This blog post is part of our 2015 PRIDE DRIVE.
Please give whatever you can so that VINE Sanctuary can continue to provoke conversations about veganism and animal liberation in spaces where animals usually have no advocates.

As LGBTQ folks and allies converged at the 2015 Five Colleges Queer Gender and Sexuality Conference in Amherst the weekend of March 6th and 7th, the importance of food justice, veganism and resisting violence was in the forefront of my mind. Over 25 people joined VINE Sanctuary’s workshop hungry for information, eager to find connections between the food we eat, the purchases we make, and ways to empower the queer community by resisting violence against non-human animals as we challenge the dominant diet.

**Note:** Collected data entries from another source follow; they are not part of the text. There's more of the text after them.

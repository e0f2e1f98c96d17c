//! Shared harness for scan lifecycle integration tests.
#![allow(dead_code)]

pub mod fakes;

use std::{sync::Arc, time::Duration};

use parking_lot::Mutex;
use url::Url;
use vantage_core::{
    InMemoryScanModel, ModuleRegistry, Scan, Scanner, ScannerServices,
    contracts::{PerDirectoryModule, PerHostModule, ResponseProcessingModule},
    model::{ModuleId, ScanStatus},
};

use fakes::{
    CallLog, CountingWorkspace, CrawlBehavior, FakeCrawlerFactory, FakeRequestEngine,
    FakeRequestEngineFactory, ModuleBehavior, RecordingInstance, RecordingModule,
};

/// Upper bound for anything a test awaits on the background executor.
pub const SETTLE_TIMEOUT: Duration = Duration::from_secs(5);

pub struct Harness {
    pub scanner: Scanner,
    pub engines: Arc<FakeRequestEngineFactory>,
    pub crawlers: Arc<FakeCrawlerFactory>,
    pub registry: Arc<ModuleRegistry>,
    pub model: Arc<InMemoryScanModel>,
    pub workspace: Arc<CountingWorkspace>,
    pub calls: CallLog,
}

impl Harness {
    pub fn new(crawlers: FakeCrawlerFactory) -> Self {
        let engines = Arc::new(FakeRequestEngineFactory::default());
        let crawlers = Arc::new(crawlers);
        let registry = Arc::new(ModuleRegistry::new());
        let model = Arc::new(InMemoryScanModel::new());

        let scanner = Scanner::new(ScannerServices {
            request_engines: engines.clone(),
            crawlers: crawlers.clone(),
            modules: registry.clone(),
            model: model.clone(),
        });

        Self {
            scanner,
            engines,
            crawlers,
            registry,
            model,
            workspace: Arc::new(CountingWorkspace::default()),
            calls: Arc::new(Mutex::new(Vec::new())),
        }
    }

    /// Crawler that reports `links` and finishes cleanly.
    pub fn crawling(links: &[&str]) -> Self {
        Self::new(FakeCrawlerFactory::new(links, CrawlBehavior::Emit))
    }

    pub fn engine(&self) -> &Arc<FakeRequestEngine> {
        &self.engines.engine
    }

    pub fn register_per_host(&self, id: &'static str, behavior: ModuleBehavior) {
        let calls = self.calls.clone();
        self.registry
            .register_per_host_module(ModuleId::from_static(id), move || {
                Arc::new(RecordingModule::new(id, behavior.clone(), calls.clone()))
                    as Arc<dyn PerHostModule>
            });
    }

    pub fn register_per_directory(&self, id: &'static str, behavior: ModuleBehavior) {
        let calls = self.calls.clone();
        self.registry
            .register_per_directory_module(ModuleId::from_static(id), move || {
                Arc::new(RecordingModule::new(id, behavior.clone(), calls.clone()))
                    as Arc<dyn PerDirectoryModule>
            });
    }

    pub fn register_response_processing(&self, id: &'static str, behavior: ModuleBehavior) {
        let calls = self.calls.clone();
        self.registry
            .register_response_processing_module(ModuleId::from_static(id), move || {
                Arc::new(RecordingModule::new(id, behavior.clone(), calls.clone()))
                    as Arc<dyn ResponseProcessingModule>
            });
    }

    pub fn create_scan(&self) -> (Arc<Scan>, Arc<RecordingInstance>) {
        let instance = Arc::new(RecordingInstance::new());
        let scan = self
            .scanner
            .create_scan(instance.clone(), self.workspace.clone());
        (scan, instance)
    }

    /// Locked scan configured against `base_uri`.
    pub fn ready_scan(&self, base_uri: &str) -> (Arc<Scan>, Arc<RecordingInstance>) {
        let (scan, instance) = self.create_scan();
        scan.configure(|config| config.base_uri = Some(url(base_uri)))
            .expect("idle scan accepts configuration");
        self.scanner.lock(&scan).expect("scanner lock is free");
        (scan, instance)
    }

    pub fn calls(&self) -> Vec<String> {
        self.calls.lock().clone()
    }

    pub fn calls_for(&self, id: &str) -> Vec<String> {
        let prefix = format!("{id} ");
        self.calls()
            .into_iter()
            .filter(|call| call.starts_with(&prefix))
            .collect()
    }
}

pub fn url(raw: &str) -> Url {
    Url::parse(raw).expect("valid test url")
}

pub async fn wait_finished(scan: &Scan) {
    tokio::time::timeout(SETTLE_TIMEOUT, scan.wait_finished())
        .await
        .expect("scan finished in time");
}

pub async fn wait_for_status(scan: &Scan, status: ScanStatus) {
    let mut rx = scan.subscribe_status();
    tokio::time::timeout(SETTLE_TIMEOUT, rx.wait_for(|current| *current == status))
        .await
        .expect("status reached in time")
        .expect("status channel open");
}
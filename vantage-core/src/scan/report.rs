use chrono::{DateTime, Utc};

/// What the phase executor got through.
///
/// A scan that loses modules or its crawler to transport failures still
/// ends `Completed`; this record is where the difference shows.
#[derive(Debug, Clone, Default, PartialEq, Eq)]
pub struct ScanReport {
    pub started_at: Option<DateTime<Utc>>,
    pub finished_at: Option<DateTime<Utc>>,
    pub links_discovered: usize,
    pub crawl_error: Option<String>,
    pub hosts_audited: usize,
    pub directories_audited: usize,
    pub module_invocations: usize,
    pub module_failures: usize,
    pub panicked: bool,
}

impl ScanReport {
    /// True when any part of the pipeline failed rather than ran clean.
    pub fn is_degraded(&self) -> bool {
        self.crawl_error.is_some() || self.module_failures > 0 || self.panicked
    }
}
use std::fmt;

use url::Url;

use crate::error::{ModelError, Result};

/// Origin a per-host module runs against.
#[derive(Debug, Clone, PartialEq, Eq, Hash, PartialOrd, Ord)]
#[cfg_attr(feature = "serde", derive(serde::Serialize, serde::Deserialize))]
pub struct ScanHost {
    scheme: String,
    host: String,
    port: u16,
}

impl ScanHost {
    pub fn from_url(url: &Url) -> Result<Self> {
        let scheme = url.scheme();
        if scheme != "http" && scheme != "https" {
            return Err(ModelError::UnsupportedScheme(scheme.to_string()));
        }
        let host = url
            .host_str()
            .ok_or_else(|| ModelError::InvalidUri(format!("{url} has no host")))?;
        let port = url
            .port_or_known_default()
            .ok_or_else(|| ModelError::InvalidUri(format!("{url} has no port")))?;

        Ok(Self {
            scheme: scheme.to_string(),
            host: host.to_ascii_lowercase(),
            port,
        })
    }

    pub fn scheme(&self) -> &str {
        &self.scheme
    }

    pub fn host(&self) -> &str {
        &self.host
    }

    pub fn port(&self) -> u16 {
        self.port
    }

    fn is_default_port(&self) -> bool {
        matches!(
            (self.scheme.as_str(), self.port),
            ("http", 80) | ("https", 443)
        )
    }

    /// Root URI of this host.
    pub fn uri(&self) -> Result<Url> {
        Ok(Url::parse(&format!("{self}/"))?)
    }
}

impl fmt::Display for ScanHost {
    fn fmt(&self, f: &mut fmt::Formatter<'_>) -> fmt::Result {
        if self.is_default_port() {
            write!(f, "{}://{}", self.scheme, self.host)
        } else {
            write!(f, "{}://{}:{}", self.scheme, self.host, self.port)
        }
    }
}

/// Directory on a host a per-directory module runs against. The path always
/// starts and ends with `/`.
#[derive(Debug, Clone, PartialEq, Eq, Hash, PartialOrd, Ord)]
#[cfg_attr(feature = "serde", derive(serde::Serialize, serde::Deserialize))]
pub struct ScanDirectory {
    host: ScanHost,
    path: String,
}

impl ScanDirectory {
    pub fn new(host: ScanHost, path: impl Into<String>) -> Self {
        let mut path = path.into();
        if !path.starts_with('/') {
            path.insert(0, '/');
        }
        if !path.ends_with('/') {
            path.push('/');
        }
        Self { host, path }
    }

    /// Every directory containing `url`, outermost first. `/a/b/page.html`
    /// yields `/`, `/a/`, `/a/b/`.
    pub fn ancestors_of(url: &Url) -> Result<Vec<Self>> {
        let host = ScanHost::from_url(url)?;
        let path = url.path();
        let dir_end = path.rfind('/').map(|idx| idx + 1).unwrap_or(0);

        let mut directories = vec![Self::new(host.clone(), "/")];
        let mut current = String::from("/");
        for segment in path[..dir_end].split('/').filter(|s| !s.is_empty()) {
            current.push_str(segment);
            current.push('/');
            directories.push(Self::new(host.clone(), current.clone()));
        }
        Ok(directories)
    }

    pub fn host(&self) -> &ScanHost {
        &self.host
    }

    pub fn path(&self) -> &str {
        &self.path
    }

    pub fn uri(&self) -> Result<Url> {
        Ok(Url::parse(&format!("{}{}", self.host, self.path))?)
    }
}

impl fmt::Display for ScanDirectory {
    fn fmt(&self, f: &mut fmt::Formatter<'_>) -> fmt::Result {
        write!(f, "{}{}", self.host, self.path)
    }
}
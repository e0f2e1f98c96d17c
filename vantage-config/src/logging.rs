use tracing_subscriber::{EnvFilter, layer::SubscriberExt, util::SubscriberInitExt};

/// Filter used when `RUST_LOG` is unset: lifecycle and phase summaries at
/// info, per-request logging only when the scan asks for it.
pub const DEFAULT_FILTER: &str =
    "info,scan::lifecycle=info,scan::crawl=info,scan::audit=info,scan::requests=info,scan::modules=warn";

/// Installs the global subscriber. Returns false when one was already set,
/// so embedding applications and tests can call it freely.
pub fn init_tracing() -> bool {
    tracing_subscriber::registry()
        .with(EnvFilter::try_from_default_env().unwrap_or_else(|_| DEFAULT_FILTER.into()))
        .with(tracing_subscriber::fmt::layer())
        .try_init()
        .is_ok()
}
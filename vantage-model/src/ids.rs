use std::fmt;

use uuid::Uuid;

use crate::error::ModelError;

/// Strongly typed ID for a scan instance.
#[derive(Debug, Clone, PartialEq, Eq, PartialOrd, Ord, Hash, Copy)]
#[cfg_attr(feature = "serde", derive(serde::Serialize, serde::Deserialize))]
pub struct ScanId(pub Uuid);

impl Default for ScanId {
    fn default() -> Self {
        Self::new()
    }
}

impl ScanId {
    pub fn new() -> Self {
        ScanId(Uuid::now_v7())
    }

    pub fn as_uuid(&self) -> &Uuid {
        &self.0
    }

    pub fn to_uuid(&self) -> Uuid {
        self.0
    }
}

impl AsRef<Uuid> for ScanId {
    fn as_ref(&self) -> &Uuid {
        &self.0
    }
}

impl fmt::Display for ScanId {
    fn fmt(&self, f: &mut fmt::Formatter<'_>) -> fmt::Result {
        write!(f, "{}", self.0)
    }
}

/// Stable name a module is registered under.
///
/// Reconciliation matches held instances against the live registry by this
/// key, so two instances of the same module always share it.
#[derive(Debug, Clone, PartialEq, Eq, Hash, PartialOrd, Ord)]
#[cfg_attr(feature = "serde", derive(serde::Serialize, serde::Deserialize))]
#[cfg_attr(feature = "serde", serde(transparent))]
pub struct ModuleId(String);

impl ModuleId {
    pub fn new(value: impl Into<String>) -> Result<Self, ModelError> {
        let value = value.into();
        if value.trim().is_empty() {
            return Err(ModelError::EmptyIdentifier);
        }
        Ok(Self(value))
    }

    /// Builds an id from a compile-time name. Empty names are a programming
    /// error in module definitions, so this does not validate.
    pub fn from_static(value: &'static str) -> Self {
        Self(value.to_string())
    }

    pub fn as_str(&self) -> &str {
        &self.0
    }
}

impl AsRef<ModuleId> for ModuleId {
    fn as_ref(&self) -> &ModuleId {
        self
    }
}

impl fmt::Display for ModuleId {
    fn fmt(&self, f: &mut fmt::Formatter<'_>) -> fmt::Result {
        f.write_str(&self.0)
    }
}
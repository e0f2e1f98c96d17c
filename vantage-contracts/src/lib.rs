//! Contracts for the collaborators the scan orchestration core consumes.
//!
//! The core never reaches into transport, crawling, persistence or module
//! internals; it only speaks these traits. Implementations live with the
//! embedding application (or in test doubles).
#![allow(missing_docs)]

pub mod crawler;
pub mod error;
pub mod modules;
pub mod request_engine;
pub mod scan_model;
pub mod workspace;

pub use crawler::{Crawler, CrawlerConfig, CrawlerEventHandler, CrawlerFactory};
pub use error::{CrawlError, ModuleError, TransportError};
pub use modules::{
    BasicModule, ModuleCategory, PerDirectoryModule, PerHostModule,
    ResponseProcessingModule, ScannerModule,
};
pub use request_engine::{
    RequestEngine, RequestEngineFactory, RequestOrigin, ResponseProcessor,
};
pub use scan_model::ScanModel;
pub use workspace::{ScanInstance, Workspace};
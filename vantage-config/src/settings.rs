use anyhow::{Context, anyhow, bail};
use serde::{Deserialize, Serialize};
use std::{
    env, fmt, fs,
    path::{Path, PathBuf},
};
use tracing::info;
use url::Url;
use vantage_model::{
    Cookie, ModuleId, ScanConfiguration,
    scan::{DEFAULT_MAX_CONNECTIONS, DEFAULT_MAX_RESPONSE_KILOBYTES},
};

pub const CONFIG_PATH_ENV: &str = "VANTAGE_SCANNER_CONFIG_PATH";
pub const CONFIG_JSON_ENV: &str = "VANTAGE_SCANNER_CONFIG_JSON";

/// Source that produced the scanner settings.
#[derive(Debug, Clone, PartialEq, Eq, Default)]
pub enum ScannerSettingsSource {
    #[default]
    Default,
    EnvPath(PathBuf),
    EnvInline,
    File(PathBuf),
}

impl fmt::Display for ScannerSettingsSource {
    fn fmt(&self, f: &mut fmt::Formatter<'_>) -> fmt::Result {
        match self {
            Self::Default => f.write_str("built-in defaults"),
            Self::EnvPath(path) => write!(f, "{CONFIG_PATH_ENV}={}", path.display()),
            Self::EnvInline => f.write_str(CONFIG_JSON_ENV),
            Self::File(path) => write!(f, "{}", path.display()),
        }
    }
}

/// Operator-facing scan settings. Every field is optional in the file;
/// missing ones fall back to the defaults below.
#[derive(Debug, Clone, PartialEq, Deserialize, Serialize)]
#[serde(default)]
pub struct ScannerSettings {
    /// Where crawling starts. Must be `http` or `https` when present.
    pub base_uri: Option<String>,
    /// Cookies loaded into the request engine before the first request.
    pub cookies: Vec<Cookie>,
    /// Cap on concurrent connections, applied both globally and per route.
    pub max_connections: usize,
    /// Request rate cap. `0` leaves the engine's own limit alone.
    pub max_requests_per_second: u32,
    /// Responses larger than this are cut off by the request engine.
    pub max_response_kilobytes: u32,
    /// Log every scanner request at `info` instead of `trace`.
    pub log_all_requests: bool,
    /// Module ids disabled when the scan starts.
    pub excluded_modules: Vec<String>,
}

impl Default for ScannerSettings {
    fn default() -> Self {
        Self {
            base_uri: None,
            cookies: Vec::new(),
            max_connections: DEFAULT_MAX_CONNECTIONS,
            max_requests_per_second: 0,
            max_response_kilobytes: DEFAULT_MAX_RESPONSE_KILOBYTES,
            log_all_requests: false,
            excluded_modules: Vec::new(),
        }
    }
}

impl ScannerSettings {
    /// Load scanner settings using environment variables.
    /// Evaluation order:
    /// 1) `$VANTAGE_SCANNER_CONFIG_PATH` (TOML or JSON file),
    /// 2) `$VANTAGE_SCANNER_CONFIG_JSON` (inline JSON),
    /// 3) the first default file found in the working directory,
    /// 4) defaults.
    pub fn load_from_env() -> anyhow::Result<(Self, ScannerSettingsSource)> {
        let (settings, source) =
            Self::load_with(|key| env::var(key).ok(), Self::find_default_file)?;
        info!(target: "scan::config", source = %source, "scanner settings loaded");
        Ok((settings, source))
    }

    fn load_with<E, F>(
        lookup: E,
        default_file: F,
    ) -> anyhow::Result<(Self, ScannerSettingsSource)>
    where
        E: Fn(&str) -> Option<String>,
        F: FnOnce() -> Option<PathBuf>,
    {
        if let Some(path_str) = lookup(CONFIG_PATH_ENV)
            && !path_str.trim().is_empty()
        {
            let path = PathBuf::from(path_str);
            let settings = Self::load_from_file(&path)?;
            return Ok((settings, ScannerSettingsSource::EnvPath(path)));
        }

        if let Some(raw) = lookup(CONFIG_JSON_ENV)
            && !raw.trim().is_empty()
        {
            let parsed = SettingsFormat::Json
                .decode(&raw)
                .with_context(|| format!("{CONFIG_JSON_ENV} is not valid scanner settings"))?;
            return Ok((parsed, ScannerSettingsSource::EnvInline));
        }

        if let Some(path) = default_file() {
            let settings = Self::load_from_file(&path)?;
            return Ok((settings, ScannerSettingsSource::File(path)));
        }

        Ok((Self::default(), ScannerSettingsSource::Default))
    }

    /// Reads a settings file. The extension picks the format; anything else
    /// is sniffed with [`ScannerSettings::parse`].
    pub fn load_from_file(path: &Path) -> anyhow::Result<Self> {
        let contents = fs::read_to_string(path)
            .with_context(|| format!("cannot read {}", path.display()))?;
        Self::parse(&contents, SettingsFormat::from_path(path))
            .with_context(|| format!("bad scanner settings in {}", path.display()))
    }

    /// Decodes `contents` in `format`, or tries TOML then JSON when the
    /// format is unknown.
    pub fn parse(contents: &str, format: Option<SettingsFormat>) -> anyhow::Result<Self> {
        if let Some(format) = format {
            return format.decode(contents);
        }
        SettingsFormat::Toml.decode(contents).or_else(|as_toml| {
            SettingsFormat::Json.decode(contents).map_err(|as_json| {
                anyhow!("neither TOML ({as_toml:#}) nor JSON ({as_json:#})")
            })
        })
    }

    /// Validates the settings and converts them into a scan configuration.
    pub fn into_scan_configuration(self) -> anyhow::Result<ScanConfiguration> {
        let base_uri = match self.base_uri.as_deref().map(str::trim) {
            None | Some("") => None,
            Some(raw) => {
                let url = Url::parse(raw)
                    .with_context(|| format!("invalid base_uri {raw:?}"))?;
                if !matches!(url.scheme(), "http" | "https") {
                    bail!("base_uri must use http or https, got {}", url.scheme());
                }
                Some(url)
            }
        };

        if self.max_connections == 0 {
            bail!("max_connections must be at least 1");
        }

        let disabled_modules = self
            .excluded_modules
            .into_iter()
            .map(|id| {
                ModuleId::new(id).context("excluded_modules contains a blank module id")
            })
            .collect::<anyhow::Result<Vec<_>>>()?;

        Ok(ScanConfiguration {
            base_uri,
            cookies: self.cookies,
            max_connections: self.max_connections,
            max_requests_per_second: self.max_requests_per_second,
            max_response_kilobytes: self.max_response_kilobytes,
            log_all_requests: self.log_all_requests,
            disabled_modules,
        })
    }

    /// `scanner.{toml,json}` in the working directory, then under `config/`.
    fn find_default_file() -> Option<PathBuf> {
        ["", "config"]
            .into_iter()
            .flat_map(|dir| {
                [SettingsFormat::Toml, SettingsFormat::Json]
                    .map(|format| Path::new(dir).join(format!("scanner.{}", format.extension())))
            })
            .find(|candidate| candidate.is_file())
    }
}

/// On-disk encodings the settings loader understands.
#[derive(Debug, Clone, Copy, PartialEq, Eq)]
pub enum SettingsFormat {
    Toml,
    Json,
}

impl SettingsFormat {
    pub fn from_path(path: &Path) -> Option<Self> {
        match path.extension()?.to_str()? {
            "toml" => Some(Self::Toml),
            "json" => Some(Self::Json),
            _ => None,
        }
    }

    fn extension(self) -> &'static str {
        match self {
            Self::Toml => "toml",
            Self::Json => "json",
        }
    }

    fn decode(self, contents: &str) -> anyhow::Result<ScannerSettings> {
        let settings: ScannerSettings = match self {
            Self::Toml => toml::from_str(contents)?,
            Self::Json => serde_json::from_str(contents)?,
        };
        Ok(settings)
    }
}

In opening, I welcomed participants to look into their hearts and reflect on the ways in which our relationships with our community — including non-human animals — mirrors our ethical and spiritual well being.  The purchases we make affect not only people of color and their livelihoods but also living sentient beings the world over.

An activity that helped start some important conversations was the “chalk talk”.  I wrote both “vegan” and “queer” on the board and folks came up to write down things they thought, about both identities/communities and separately about each identifier. Words for “vegan” that folks put on the board included: compassionate, loving, inaccessible, anti-oppression, and pretentious. The words that were written on the board for “queer” were: community, cool, fierce, and fluidity.  While reviewing the words that were used, I asked some questions that prompted an engaging discussion of the overlapping connections:

“In which ways do you think these identities empower/disempower people?”

“How do they affect the ways in which we may experience the word?”

“How can we use our voices individually as well as collectively to support nonhuman animals and queer human animals after they have experienced violence from capitalistic, industrialized, heteropatriarchy?”

“Do you notice how many queer folks are vegan and include animal liberation in their politics and bring light to the importance of food justice?”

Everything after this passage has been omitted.